Film Review – District 13: Ultimatum (2009)
Ah, the French. They have such a unique way of doing things, no? This is at heart just your basic action film, but seeing as it comes from the pen of Luc Besson, the man who brought us Leon and Taxi, you can gather that it’s a little quirkier than most.
This is actually a sequel, the original film – District 13 (2004) – is supposed to be good and so when I saw it was due to be shown on Film4 I set the Tivo. Either I made a mistake or the guide did, because what I actually recorded was the sequel but I figured it wasn’t the kind of film that would be spoiled by watching them in the wrong order, it’s hardly The Girl with the Dragon Tattoo! Although come to think of it, there is one of those in the film…
The plot (such as it is) revolves around an attempt to destroy the eponymous District 13, but really you might as well forget about that as it’s not why you’d watch this film. The story is far-fetched to say the least, and really only exists to stick all the action scenes together in some semblance of order. Most of the time that would be a recipe for disaster, but somehow this film just about pulls it off.

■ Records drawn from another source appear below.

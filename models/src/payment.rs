// models/src/payment.rs
use std::fmt;
use std::str::FromStr;

use chrono::{DateTime, Utc};
use serde::{Deserialize, Serialize};
use uuid::Uuid;

use crate::errors::ValidationError;

/// External processor a charge is routed through.
#[derive(Clone, Copy, Debug, PartialEq, Eq, Hash, Serialize, Deserialize)]
#[serde(rename_all = "lowercase")]
pub enum GatewayKind {
    Flutterwave,
    Paystack,
}

impl fmt::Display for GatewayKind {
    fn fmt(&self, f: &mut fmt::Formatter<'_>) -> fmt::Result {
        match self {
            GatewayKind::Flutterwave => write!(f, "flutterwave"),
            GatewayKind::Paystack => write!(f, "paystack"),
        }
    }
}

impl FromStr for GatewayKind {
    type Err = ValidationError;

    fn from_str(s: &str) -> Result<Self, Self::Err> {
        match s.to_lowercase().as_str() {
            "flutterwave" => Ok(GatewayKind::Flutterwave),
            "paystack" => Ok(GatewayKind::Paystack),
            other => Err(ValidationError::UnknownGateway(other.to_string())),
        }
    }
}

#[derive(Clone, Copy, Debug, PartialEq, Eq, Serialize, Deserialize)]
#[serde(rename_all = "UPPERCASE")]
pub enum PaymentStatus {
    Pending,
    Success,
}

/// A record of an attempted payment. Status moves PENDING -> SUCCESS exactly
/// once, after the gateway's verification step confirms it, and never back.
#[derive(Clone, Debug, Serialize, Deserialize)]
pub struct PaymentTransaction {
    pub id: Uuid,
    /// Globally unique reference handed to the gateway as tx_ref/reference.
    pub reference: String,
    pub patient_id: Uuid,
    /// None marks a subscription payment rather than a package purchase.
    pub package_id: Option<Uuid>,
    pub amount: u64,
    pub gateway: GatewayKind,
    pub status: PaymentStatus,
    pub created_at: DateTime<Utc>,
    pub updated_at: DateTime<Utc>,
}

impl PaymentTransaction {
    pub fn pending(
        reference: String,
        patient_id: Uuid,
        package_id: Option<Uuid>,
        amount: u64,
        gateway: GatewayKind,
    ) -> Self {
        let now = Utc::now();
        PaymentTransaction {
            id: Uuid::new_v4(),
            reference,
            patient_id,
            package_id,
            amount,
            gateway,
            status: PaymentStatus::Pending,
            created_at: now,
            updated_at: now,
        }
    }
}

Many of the action sequences feature Parkour, indeed the film stars David Belle who is credited as being one of the founders of the movement – before that, it was simply known as ‘running about the place and jumping off all the things’. He’s pretty good actually, acting wise – or at least it seems that way through the extra filter of subtitles at least. He’s certainly up to scratch with the action sequences, as is his partner in crime (Cyril Raffaelli) – another seasoned Parkour chappie, and the pair work well together.
The fight scenes are reminiscent of some of the work of Jackie Chan in that they include humour and deft movement skills instead of just mindless violence, all of which elevates them above the norm in this genre. One of the early scenes involves a man dressed as a lapdancer fighting a bunch of goons while trying to protect a valuable painting, which should give you some idea of the kind of thing I’m talking about.

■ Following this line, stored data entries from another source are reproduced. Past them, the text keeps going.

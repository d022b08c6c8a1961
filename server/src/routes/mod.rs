// server/src/routes/mod.rs
use std::sync::Arc;

use axum::routing::{get, post, put};
use axum::Router;

use crate::state::AppState;

pub mod admin;
pub mod patient;
pub mod payment;
pub mod provider;

pub fn build_router(state: Arc<AppState>) -> Router {
    Router::new()
        // Patient surface
        .route("/patient/register", post(patient::register))
        .route("/patient/login", post(patient::login))
        .route("/patient/me", get(patient::me))
        .route(
            "/patient/activate-subscription",
            post(patient::activate_subscription).get(patient::subscription_status),
        )
        .route(
            "/patient/subscription-payment",
            post(patient::subscription_payment),
        )
        .route("/patient/package-payment", post(patient::package_payment))
        .route("/patient/purchase", post(patient::purchase))
        .route("/patient/purchases", get(patient::purchases))
        .route("/patient/packages", get(patient::browse_packages))
        // Provider surface
        .route("/provider/register", post(provider::register))
        .route("/provider/login", post(provider::login))
        .route("/provider/profile", get(provider::profile))
        .route(
            "/provider/payment-settings",
            get(provider::get_payment_settings).post(provider::set_payment_settings),
        )
        .route(
            "/provider/packages",
            post(provider::create_package).put(provider::update_package),
        )
        .route("/provider/redeem", post(provider::redeem))
        // Admin surface
        .route(
            "/admin/revoke-provider",
            post(admin::revoke).put(admin::restore),
        )
        // Gateway redirect targets
        .route(
            "/payment/flutterwave/callback",
            get(payment::flutterwave_callback),
        )
        .route("/payment/paystack/callback", get(payment::paystack_callback))
        .with_state(state)
}
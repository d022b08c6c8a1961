// models/src/provider.rs
use chrono::{DateTime, Utc};
use serde::{Deserialize, Serialize};
use uuid::Uuid;

use crate::identifiers::MhpNumber;

/// Per-provider gateway credentials, editable from the provider dashboard.
/// Secrets are write-only from the API perspective.
#[derive(Clone, Debug, Default, PartialEq, Serialize, Deserialize)]
pub struct PaymentSettings {
    pub flutterwave_secret_key: Option<String>,
    pub paystack_secret_key: Option<String>,
    pub settlement_bank: Option<String>,
    pub settlement_account: Option<String>,
}

#[derive(Clone, Debug, Serialize, Deserialize)]
pub struct HealthcareProvider {
    pub id: Uuid,
    pub email: String,
    #[serde(skip_serializing)]
    pub password_hash: String,
    pub name: String,
    pub contact_person: String,
    /// Free-text category, e.g. "HOSPITAL", "PHARMACY", "DIAGNOSTICS".
    pub category: String,
    pub location: String,
    pub phone: String,
    pub mhp_number: MhpNumber,
    pub is_active: bool,
    pub is_revoked: bool,
    pub revoked_at: Option<DateTime<Utc>>,
    pub revoked_by: Option<String>,
    pub revoked_reason: Option<String>,
    pub payment_settings: PaymentSettings,
    pub created_at: DateTime<Utc>,
    pub updated_at: DateTime<Utc>,
}

impl HealthcareProvider {
    /// A provider is listable in the marketplace only while active and not
    /// revoked.
    pub fn is_listable(&self) -> bool {
        self.is_active && !self.is_revoked
    }
}

#[derive(Clone, Debug, Deserialize)]
#[serde(rename_all = "camelCase")]
pub struct NewProvider {
    pub email: String,
    pub password: String,
    pub name: String,
    pub contact_person: String,
    pub category: String,
    pub location: String,
    pub phone: String,
}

There are some classic Besson trademarks here – if the bloke hasn’t got shares in Peugeot then I’m a monkey’s uncle. As in Taxi, there are numerous key scenes featuring their cars including one where a Peugeot 106 is driven through a building, crashes out of an office window, lands on a parked car below, and drives off seemingly unscathed. It’s all part of the fun though and if you try to take this film too seriously then you’re going to struggle. Even though Besson didn’t direct either this film or Taxi, they share a similar madcap style and sense of humour and I can only attribute that to his involvement with both (he wrote this and he produced Taxi).
I liked it, despite the silly plot and the fact that it’s an action film with the odd attempt at social commentary thrown in. It’s not as good as Taxi, but if you enjoyed that then you’ll definitely find something to like in the breathless action sequences and Gallic humourous interludes. Good fun!